Lorsqu'à nos vices viscéraux, il reste de bonnes volontés à notre humanité.
Ce sont celles que j'embrasse à cette activité qui ébranle mon immeuble.

Je ne me pose pas la question de l'origine du carburant qui fait rouler ces camions.
Ni celle du combustible, à la source, qui permet d'alimenter mes appareils électriques.
En décidant de ne pas me sentir responsable d'abominations qui perdurent en ce monde.
Je ne veux même pas penser à la chance que j'ai d'être né dans un pays plutôt qu'un autre.
Quand je me tiendrai à celle d'être en vie pour voir ce que je vois.

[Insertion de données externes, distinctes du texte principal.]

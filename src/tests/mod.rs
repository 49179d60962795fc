pub mod common;

mod sink_file;
mod token_cache;
use std::sync::Arc;

use tokio::sync::broadcast;
use tracing::{debug, info};

use crate::cache::token::Token;
use crate::cache::token_cache::TokenCache;
use crate::observability::metrics::get_metrics;
use crate::provider::distribution::SharedDistribution;
use crate::provider::error::{ProviderError, TokenEvent};
use crate::sources::executor::token_fetch::{FetchOutcome, FetchPipeline};
use crate::sources::{LoginState, TokenSource};

/// Everything one pipeline generation needs.
pub(crate) struct Generation<S> {
    pub(crate) id: u64,
    pub(crate) cache: TokenCache,
    pub(crate) pipeline: Arc<FetchPipeline<S>>,
    pub(crate) login: LoginState,
    pub(crate) tx: broadcast::Sender<TokenEvent>,
    pub(crate) distribution: SharedDistribution,
}

impl<S: TokenSource> Generation<S> {
    /// Evaluate on every pulse until aborted or a fetch fails for good.
    ///
    /// Login changes are watched alongside the pulses: a logout clears the
    /// cache, being authenticated after a logout or an empty round
    /// re-evaluates.
    pub(crate) async fn run(mut self) {
        let mut pulses = self.cache.signal().subscribe();
        let mut seen_logouts = self.login.mark_seen().logouts;
        let mut login_open = true;
        let mut awaiting_auth = false;

        loop {
            tokio::select! {
                biased;
                _ = pulses.next() => {}
                changed = self.login.changed(), if login_open => {
                    let snapshot = match changed {
                        Some(snapshot) => snapshot,
                        None => {
                            debug!(generation = self.id, "login state stream completed");
                            login_open = false;
                            self.login.current()
                        }
                    };
                    if snapshot.logouts != seen_logouts {
                        seen_logouts = snapshot.logouts;
                        self.cache.apply_logouts(snapshot.logouts);
                        awaiting_auth = true;
                    }
                    if !snapshot.authenticated {
                        self.cache.on_logout();
                        awaiting_auth = true;
                        continue;
                    }
                    if !awaiting_auth {
                        continue;
                    }
                    info!(generation = self.id, "authenticated again, re-evaluating");
                }
            }

            match self.evaluate().await {
                Ok(Some(token)) => {
                    awaiting_auth = false;
                    let _ = self.tx.send(Ok(token.value));
                }
                Ok(None) => awaiting_auth = true,
                Err(err) => {
                    self.distribution.lock().fail(self.id, err);
                    return;
                }
            }
            // pulses raised while evaluating are answered by this evaluation
            pulses.absorb();
        }
    }

    async fn evaluate(&self) -> Result<Option<Token>, ProviderError> {
        // a logout may have happened while nobody was watching
        self.cache.apply_logouts(self.login.current().logouts);

        if let Some(token) = self.cache.current_if_valid() {
            debug!(generation = self.id, "serving cached token");
            get_metrics().cache_hits.inc();
            return Ok(Some(token));
        }

        match self.pipeline.run(&self.login).await {
            Ok(FetchOutcome::Fetched(token)) => Ok(Some(token)),
            Ok(FetchOutcome::Empty) | Ok(FetchOutcome::LoggedOut) => Ok(None),
            Err(err) => Err(ProviderError::source_failure(err)),
        }
    }
}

A celle d'être amoureux. A celle d'être aimé. Au tournant de ce jour.
Qui donne, comme toujours, autant de raisons à l'espoir qu'au découragement.
Et en Pangloss de fortune, tout aussi ridicule, je veux ce qui est plein, sans mépriser le vide.
Quand je dois très égoïstement m'arranger de tout pour jouir de mon existence.
Souligner ce qui est beau, même aux choses très laides, arracher le bonheur,
en toute circonstance, respirer à l'étage ce qu'il me faut d'espoir pour ne pas me jeter.
J'admire ce ballet qui peut mobiliser ouvriers, géomètres, dans la fureur du bruit
qui a soufflé mes fenêtres, quand au fond de l'appart, derrière mon épaule,
un homme s'évertue à travailler pour moi, mon bien, ou mon confort.
J'y penserai bien sûr. A la prochaine douche.
Même si c'est pour l'argent, nous nous rendons service.
Une main pour détruire. L'autre pour réparer.
Pour soi et pour l'ensemble je rêve de progrès.
Je peux être meilleur et veux y travailler.